Problem to work on:
The records appear below. Copy each one exactly.

──────── Task data

//! V4L2 camera capture via the `v4l` crate.

use std::path::Path;
use thiserror::Error;
use v4l::buffer::Type as BufType;
use v4l::io::traits::CaptureStream;
use v4l::prelude::*;
use v4l::video::Capture;
use v4l::FourCC;

use crate::frame::{self, Frame};

#[derive(Error, Debug)]
pub enum CameraError {
    #[error("device not found: {0}")]
    DeviceNotFound(String),
    #[error("device busy")]
    DeviceBusy,
    #[error("capture failed: {0}")]
    CaptureFailed(String),
    #[error("format negotiation failed: {0}")]
    FormatNegotiationFailed(String),
    #[error("video capture not supported")]
    CaptureNotSupported,
}

/// Anything that can produce camera frames.
///
/// The engine depends on this seam rather than on [`Camera`], so tests can
/// feed synthetic frames.
pub trait FrameSource: Send {
    /// Read one frame. Failures are transient from the caller's point of
    /// view; the capture loop skips the tick and retries.
    fn read_frame(&mut self) -> Result<Frame, CameraError>;
}

/// Negotiated pixel format.
#[derive(Debug, Clone, Copy, PartialEq, Eq)]
pub enum PixelFormat {
    /// YUYV 4:2:2 packed, 2 bytes per pixel.
    Yuyv,
    /// 8-bit grayscale, common for IR cameras.
    Grey,
}

/// Open V4L2 capture device.
pub struct Camera {
    device: Device,
    pub width: u32,
    pub height: u32,
    pub device_path: String,
    pixel_format: PixelFormat,
}

impl Camera {
    /// Open a camera by device path (e.g. "/dev/video0").
    pub fn open(device_path: &str) -> Result<Self, CameraError> {
        if !Path::new(device_path).exists() {
            return Err(CameraError::DeviceNotFound(device_path.to_string()));
        }

        let device = Device::with_path(device_path).map_err(|e| {
            if e.to_string().contains("busy") || e.to_string().contains("EBUSY") {
                CameraError::DeviceBusy
            } else {
                CameraError::DeviceNotFound(format!("{device_path}: {e}"))
            }
        })?;

        let caps = device
            .query_caps()
            .map_err(|e| CameraError::CaptureFailed(format!("query capabilities: {e}")))?;
        if !caps
            .capabilities
            .contains(v4l::capability::Flags::VIDEO_CAPTURE)
        {
            return Err(CameraError::CaptureNotSupported);
        }

        let mut fmt = device
            .format()
            .map_err(|e| CameraError::FormatNegotiationFailed(format!("get format: {e}")))?;
        fmt.fourcc = FourCC::new(b"YUYV");
        fmt.width = 640;
        fmt.height = 480;

        let negotiated = device
            .set_format(&fmt)
            .map_err(|e| CameraError::FormatNegotiationFailed(format!("set format: {e}")))?;

        let pixel_format = if negotiated.fourcc == FourCC::new(b"YUYV") {
            PixelFormat::Yuyv
        } else if negotiated.fourcc == FourCC::new(b"GREY") {
            PixelFormat::Grey
        } else {
            return Err(CameraError::FormatNegotiationFailed(format!(
                "unsupported pixel format {:?} (need YUYV or GREY)",
                negotiated.fourcc
            )));
        };

        tracing::info!(
            device = device_path,
            driver = %caps.driver,
            card = %caps.card,
            width = negotiated.width,
            height = negotiated.height,
            format = ?pixel_format,
            "camera opened"
        );

        Ok(Self {
            device,
            width: negotiated.width,
            height: negotiated.height,
            device_path: device_path.to_string(),
            pixel_format,
        })
    }

    /// Open the primary device, falling back to the alternate exactly once.
    ///
    /// Returns the camera and whether the alternate was used. Both devices
    /// failing is fatal to the session.
    pub fn open_with_fallback(primary: &str, alternate: &str) -> Result<(Self, bool), CameraError> {
        match Self::open(primary) {
            Ok(cam) => Ok((cam, false)),
            Err(primary_err) => {
                tracing::warn!(
                    device = primary,
                    error = %primary_err,
                    alternate,
                    "primary camera failed, trying alternate"
                );
                let cam = Self::open(alternate)?;
                Ok((cam, true))
            }
        }
    }

    fn capture_rgb(&self) -> Result<Frame, CameraError> {
        let mut stream = MmapStream::with_buffers(&self.device, BufType::VideoCapture, 4)
            .map_err(|e| CameraError::CaptureFailed(format!("mmap stream: {e}")))?;

        let (buf, meta) = stream
            .next()
            .map_err(|e| CameraError::CaptureFailed(format!("dequeue buffer: {e}")))?;

        let rgb = match self.pixel_format {
            PixelFormat::Yuyv => frame::yuyv_to_rgb(buf, self.width, self.height),
            PixelFormat::Grey => frame::gray_to_rgb(buf, self.width, self.height),
        }
        .map_err(|e| CameraError::CaptureFailed(e.to_string()))?;

        Ok(Frame {
            data: rgb,
            width: self.width,
            height: self.height,
            timestamp: std::time::Instant::now(),
            sequence: meta.sequence,
        })
    }

    /// List V4L2 video-capture devices as (path, card name) pairs.
    pub fn list_devices() -> Vec<(String, String)> {
        let mut devices = Vec::new();
        for i in 0..16 {
            let path = format!("/dev/video{i}");
            if !Path::new(&path).exists() {
                continue;
            }
            let Ok(dev) = Device::with_path(&path) else {
                continue;
            };
            let Ok(caps) = dev.query_caps() else {
                continue;
            };
            if caps
                .capabilities
                .contains(v4l::capability::Flags::VIDEO_CAPTURE)
            {
                devices.push((path, caps.card.clone()));
            }
        }
        devices
    }
}

impl FrameSource for Camera {
    fn read_frame(&mut self) -> Result<Frame, CameraError> {
        self.capture_rgb()
    }
}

────────────────

Problem solution:
//! V4L2 camera capture via the `v4l` crate.

use std::path::Path;
use thiserror::Error;
use v4l::buffer::Type as BufType;
use v4l::io::traits::CaptureStream;
use v4l::prelude::*;
use v4l::video::Capture;
use v4l::FourCC;

use crate::frame::{self, Frame};

#[derive(Error, Debug)]
pub enum CameraError {
    #[error("device not found: {0}")]
    DeviceNotFound(String),
    #[error("device busy")]
    DeviceBusy,
    #[error("capture failed: {0}")]
    CaptureFailed(String),
    #[error("format negotiation failed: {0}")]
    FormatNegotiationFailed(String),
    #[error("video capture not supported")]
    CaptureNotSupported,
}

/// Anything that can produce camera frames.
///
/// The engine depends on this seam rather than on [`Camera`], so tests can
/// feed synthetic frames.
pub trait FrameSource: Send {
    /// Read one frame. Failures are transient from the caller's point of
    /// view; the capture loop skips the tick and retries.
    fn read_frame(&mut self) -> Result<Frame, CameraError>;
}

/// Negotiated pixel format.
#[derive(Debug, Clone, Copy, PartialEq, Eq)]
pub enum PixelFormat {
    /// YUYV 4:2:2 packed, 2 bytes per pixel.
    Yuyv,
    /// 8-bit grayscale, common for IR cameras.
    Grey,
}

/// Open V4L2 capture device.
pub struct Camera {
    device: Device,
    pub width: u32,
    pub height: u32,
    pub device_path: String,
    pixel_format: PixelFormat,
}

impl Camera {
    /// Open a camera by device path (e.g. "/dev/video0").
    pub fn open(device_path: &str) -> Result<Self, CameraError> {
        if !Path::new(device_path).exists() {
            return Err(CameraError::DeviceNotFound(device_path.to_string()));
        }

        let device = Device::with_path(device_path).map_err(|e| {
            if e.to_string().contains("busy") || e.to_string().contains("EBUSY") {
                CameraError::DeviceBusy
            } else {
                CameraError::DeviceNotFound(format!("{device_path}: {e}"))
            }
        })?;

        let caps = device
            .query_caps()
            .map_err(|e| CameraError::CaptureFailed(format!("query capabilities: {e}")))?;
        if !caps
            .capabilities
            .contains(v4l::capability::Flags::VIDEO_CAPTURE)
        {
            return Err(CameraError::CaptureNotSupported);
        }

        let mut fmt = device
            .format()
            .map_err(|e| CameraError::FormatNegotiationFailed(format!("get format: {e}")))?;
        fmt.fourcc = FourCC::new(b"YUYV");
        fmt.width = 640;
        fmt.height = 480;

        let negotiated = device
            .set_format(&fmt)
            .map_err(|e| CameraError::FormatNegotiationFailed(format!("set format: {e}")))?;

        let pixel_format = if negotiated.fourcc == FourCC::new(b"YUYV") {
            PixelFormat::Yuyv
        } else if negotiated.fourcc == FourCC::new(b"GREY") {
            PixelFormat::Grey
        } else {
            return Err(CameraError::FormatNegotiationFailed(format!(
                "unsupported pixel format {:?} (need YUYV or GREY)",
                negotiated.fourcc
            )));
        };

        tracing::info!(
            device = device_path,
            driver = %caps.driver,
            card = %caps.card,
            width = negotiated.width,
            height = negotiated.height,
            format = ?pixel_format,
            "camera opened"
        );

        Ok(Self {
            device,
            width: negotiated.width,
            height: negotiated.height,
            device_path: device_path.to_string(),
            pixel_format,
        })
    }

    /// Open the primary device, falling back to the alternate exactly once.
    ///
    /// Returns the camera and whether the alternate was used. Both devices
    /// failing is fatal to the session.
    pub fn open_with_fallback(primary: &str, alternate: &str) -> Result<(Self, bool), CameraError> {
        match Self::open(primary) {
            Ok(cam) => Ok((cam, false)),
            Err(primary_err) => {
                tracing::warn!(
                    device = primary,
                    error = %primary_err,
                    alternate,
                    "primary camera failed, trying alternate"
                );
                let cam = Self::open(alternate)?;
                Ok((cam, true))
            }
        }
    }

    fn capture_rgb(&self) -> Result<Frame, CameraError> {
        let mut stream = MmapStream::with_buffers(&self.device, BufType::VideoCapture, 4)
            .map_err(|e| CameraError::CaptureFailed(format!("mmap stream: {e}")))?;

        let (buf, meta) = stream
            .next()
            .map_err(|e| CameraError::CaptureFailed(format!("dequeue buffer: {e}")))?;

        let rgb = match self.pixel_format {
            PixelFormat::Yuyv => frame::yuyv_to_rgb(buf, self.width, self.height),
            PixelFormat::Grey => frame::gray_to_rgb(buf, self.width, self.height),
        }
        .map_err(|e| CameraError::CaptureFailed(e.to_string()))?;

        Ok(Frame {
            data: rgb,
            width: self.width,
            height: self.height,
            timestamp: std::time::Instant::now(),
            sequence: meta.sequence,
        })
    }

    /// List V4L2 video-capture devices as (path, card name) pairs.
    pub fn list_devices() -> Vec<(String, String)> {
        let mut devices = Vec::new();
        for i in 0..16 {
            let path = format!("/dev/video{i}");
            if !Path::new(&path).exists() {
                continue;
            }
            let Ok(dev) = Device::with_path(&path) else {
                continue;
            };
            let Ok(caps) = dev.query_caps() else {
                continue;
            };
            if caps
                .capabilities
                .contains(v4l::capability::Flags::VIDEO_CAPTURE)
            {
                devices.push((path, caps.card.clone()));
            }
        }
        devices
    }
}

impl FrameSource for Camera {
    fn read_frame(&mut self) -> Result<Frame, CameraError> {
        self.capture_rgb()
    }
}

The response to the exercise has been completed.